__Work to be completed__
Please give back, word for word, each line from the start of the entries through the one in which "and loot tables." is found.

********************

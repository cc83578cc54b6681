//! Items, equipment slots and inventories.
//!
//! A unit owns its [`Equipment`] and [`Inventory`] outright. Items never point
//! back at their wearer; mitigation and weapon damage are computed by asking
//! the unit's own equipment table.

use std::collections::BTreeMap;

use strum::{EnumIter, IntoStaticStr};

/// Broad item grouping used by inventories and loot tables.
#[derive(Clone, Copy, Debug, PartialEq, Eq, PartialOrd, Ord, Hash, EnumIter, IntoStaticStr)]
#[cfg_attr(feature = "serde", derive(serde::Serialize, serde::Deserialize))]
#[strum(serialize_all = "snake_case")]
pub enum ItemCategory {
    Weapon,
    Shield,
    Armor,
    Ranged,
    Key,
    Potion,
    Misc,
}

/// Equipment slot; one item per slot.
#[derive(Clone, Copy, Debug, PartialEq, Eq, PartialOrd, Ord, Hash, EnumIter)]
#[cfg_attr(feature = "serde", derive(serde::Serialize, serde::Deserialize))]
pub enum EquipSlot {
    MainHand,
    OffHand,
    Body,
    Head,
    Ranged,
}

/// An item definition as carried, worn or lying on the floor.
#[derive(Clone, Debug, PartialEq)]
#[cfg_attr(feature = "serde", derive(serde::Serialize, serde::Deserialize))]
pub struct Item {
    pub name: String,
    pub category: ItemCategory,
    /// Slot the item occupies when equipped; `None` for non-wearables.
    #[cfg_attr(feature = "serde", serde(default))]
    pub slot: Option<EquipSlot>,
    /// Flat damage added to attacks made with this item.
    #[cfg_attr(feature = "serde", serde(default))]
    pub damage: u32,
    /// Fraction of incoming damage absorbed, from any direction.
    #[cfg_attr(feature = "serde", serde(default))]
    pub absorb: f32,
    /// Fraction of incoming damage blocked; shields only, in-line attacks only.
    #[cfg_attr(feature = "serde", serde(default))]
    pub block: f32,
}

impl Item {
    pub fn new(name: impl Into<String>, category: ItemCategory) -> Self {
        Self {
            name: name.into(),
            category,
            slot: None,
            damage: 0,
            absorb: 0.0,
            block: 0.0,
        }
    }

    pub fn weapon(name: impl Into<String>, damage: u32) -> Self {
        Self {
            slot: Some(EquipSlot::MainHand),
            damage,
            ..Self::new(name, ItemCategory::Weapon)
        }
    }

    pub fn bow(name: impl Into<String>, damage: u32) -> Self {
        Self {
            slot: Some(EquipSlot::Ranged),
            damage,
            ..Self::new(name, ItemCategory::Ranged)
        }
    }

    pub fn shield(name: impl Into<String>, block: f32) -> Self {
        Self {
            slot: Some(EquipSlot::OffHand),
            block,
            ..Self::new(name, ItemCategory::Shield)
        }
    }

    pub fn armor(name: impl Into<String>, slot: EquipSlot, absorb: f32) -> Self {
        Self {
            slot: Some(slot),
            absorb,
            ..Self::new(name, ItemCategory::Armor)
        }
    }

    pub fn key() -> Self {
        Self::new("key", ItemCategory::Key)
    }

    pub fn is_shield(&self) -> bool {
        self.category == ItemCategory::Shield
    }
}

/// Items currently worn, keyed by slot.
#[derive(Clone, Debug, Default, PartialEq)]
#[cfg_attr(feature = "serde", derive(serde::Serialize, serde::Deserialize))]
pub struct Equipment {
    slots: BTreeMap<EquipSlot, Item>,
}

impl Equipment {
    pub fn empty() -> Self {
        Self::default()
    }

    /// Equips `item` in its slot, returning whatever was there before.
    ///
    /// Items without a slot are handed back unchanged.
    pub fn equip(&mut self, item: Item) -> Result<Option<Item>, Item> {
        match item.slot {
            Some(slot) => Ok(self.slots.insert(slot, item)),
            None => Err(item),
        }
    }

    pub fn unequip(&mut self, slot: EquipSlot) -> Option<Item> {
        self.slots.remove(&slot)
    }

    pub fn get(&self, slot: EquipSlot) -> Option<&Item> {
        self.slots.get(&slot)
    }

    pub fn iter(&self) -> impl Iterator<Item = (&EquipSlot, &Item)> {
        self.slots.iter()
    }

    /// Damage bonus of the main-hand weapon.
    pub fn melee_damage(&self) -> u32 {
        self.get(EquipSlot::MainHand).map_or(0, |item| item.damage)
    }

    /// Damage bonus of the ranged weapon, if one is equipped.
    pub fn ranged_damage(&self) -> Option<u32> {
        self.get(EquipSlot::Ranged)
            .filter(|item| item.category == ItemCategory::Ranged)
            .map(|item| item.damage)
    }

    /// Sum of absorb ratios of all worn items (unclamped).
    pub fn absorb_ratio(&self) -> f32 {
        self.slots.values().map(|item| item.absorb).sum()
    }

    /// Sum of block ratios contributed by worn shields (unclamped).
    pub fn block_ratio(&self) -> f32 {
        self.slots
            .values()
            .filter(|item| item.is_shield())
            .map(|item| item.block)
            .sum()
    }
}

/// Carried items grouped by category.
#[derive(Clone, Debug, Default, PartialEq)]
#[cfg_attr(feature = "serde", derive(serde::Serialize, serde::Deserialize))]
pub struct Inventory {
    items: BTreeMap<ItemCategory, Vec<Item>>,
}

impl Inventory {
    pub fn empty() -> Self {
        Self::default()
    }

    pub fn add(&mut self, item: Item) {
        self.items.entry(item.category).or_default().push(item);
    }

    /// Removes and returns the first item of `category`.
    pub fn remove(&mut self, category: ItemCategory) -> Option<Item> {
        let bucket = self.items.get_mut(&category)?;
        if bucket.is_empty() {
            return None;
        }
        let item = bucket.remove(0);
        if bucket.is_empty() {
            self.items.remove(&category);
        }
        Some(item)
    }

    /// Removes and returns the first item called `name`.
    pub fn take_named(&mut self, name: &str) -> Option<Item> {
        let (category, index) = self.items.iter().find_map(|(category, bucket)| {
            bucket
                .iter()
                .position(|item| item.name == name)
                .map(|index| (*category, index))
        })?;
        let bucket = self.items.get_mut(&category)?;
        let item = bucket.remove(index);
        if bucket.is_empty() {
            self.items.remove(&category);
        }
        Some(item)
    }

    pub fn count(&self, category: ItemCategory) -> usize {
        self.items.get(&category).map_or(0, Vec::len)
    }

    pub fn items(&self, category: ItemCategory) -> &[Item] {
        self.items.get(&category).map_or(&[], Vec::as_slice)
    }

    pub fn is_empty(&self) -> bool {
        self.items.is_empty()
    }
}

#[cfg(test)]
mod tests {
    use super::*;

    #[test]
    fn equip_replaces_slot() {
        let mut equipment = Equipment::empty();
        assert_eq!(equipment.equip(Item::weapon("dagger", 1)), Ok(None));

        let previous = equipment.equip(Item::weapon("sword", 3)).ok().flatten();
        assert_eq!(previous.map(|i| i.name), Some("dagger".to_string()));
        assert_eq!(equipment.melee_damage(), 3);
    }

    #[test]
    fn slotless_items_cannot_be_equipped() {
        let mut equipment = Equipment::empty();
        assert!(equipment.equip(Item::key()).is_err());
    }

    #[test]
    fn only_shields_contribute_block() {
        let mut equipment = Equipment::empty();
        equipment.equip(Item::shield("buckler", 0.5)).ok();
        let mut odd_helmet = Item::armor("helm", EquipSlot::Head, 0.1);
        odd_helmet.block = 0.9;
        equipment.equip(odd_helmet).ok();

        assert!((equipment.block_ratio() - 0.5).abs() < f32::EPSILON);
        assert!((equipment.absorb_ratio() - 0.1).abs() < f32::EPSILON);
    }

    #[test]
    fn inventory_groups_by_category() {
        let mut inventory = Inventory::empty();
        inventory.add(Item::key());
        inventory.add(Item::key());
        inventory.add(Item::weapon("axe", 2));

        assert_eq!(inventory.count(ItemCategory::Key), 2);
        assert!(inventory.remove(ItemCategory::Key).is_some());
        assert_eq!(inventory.count(ItemCategory::Key), 1);
        assert_eq!(inventory.take_named("axe").map(|i| i.damage), Some(2));
        assert_eq!(inventory.count(ItemCategory::Weapon), 0);
        assert!(inventory.remove(ItemCategory::Potion).is_none());
    }
}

********************

__Result below__
repository cc83578cc54b6681
//! Items, equipment slots and inventories.
//!
//! A unit owns its [`Equipment`] and [`Inventory`] outright. Items never point
//! back at their wearer; mitigation and weapon damage are computed by asking
//! the unit's own equipment table.

use std::collections::BTreeMap;

use strum::{EnumIter, IntoStaticStr};

/// Broad item grouping used by inventories and loot tables.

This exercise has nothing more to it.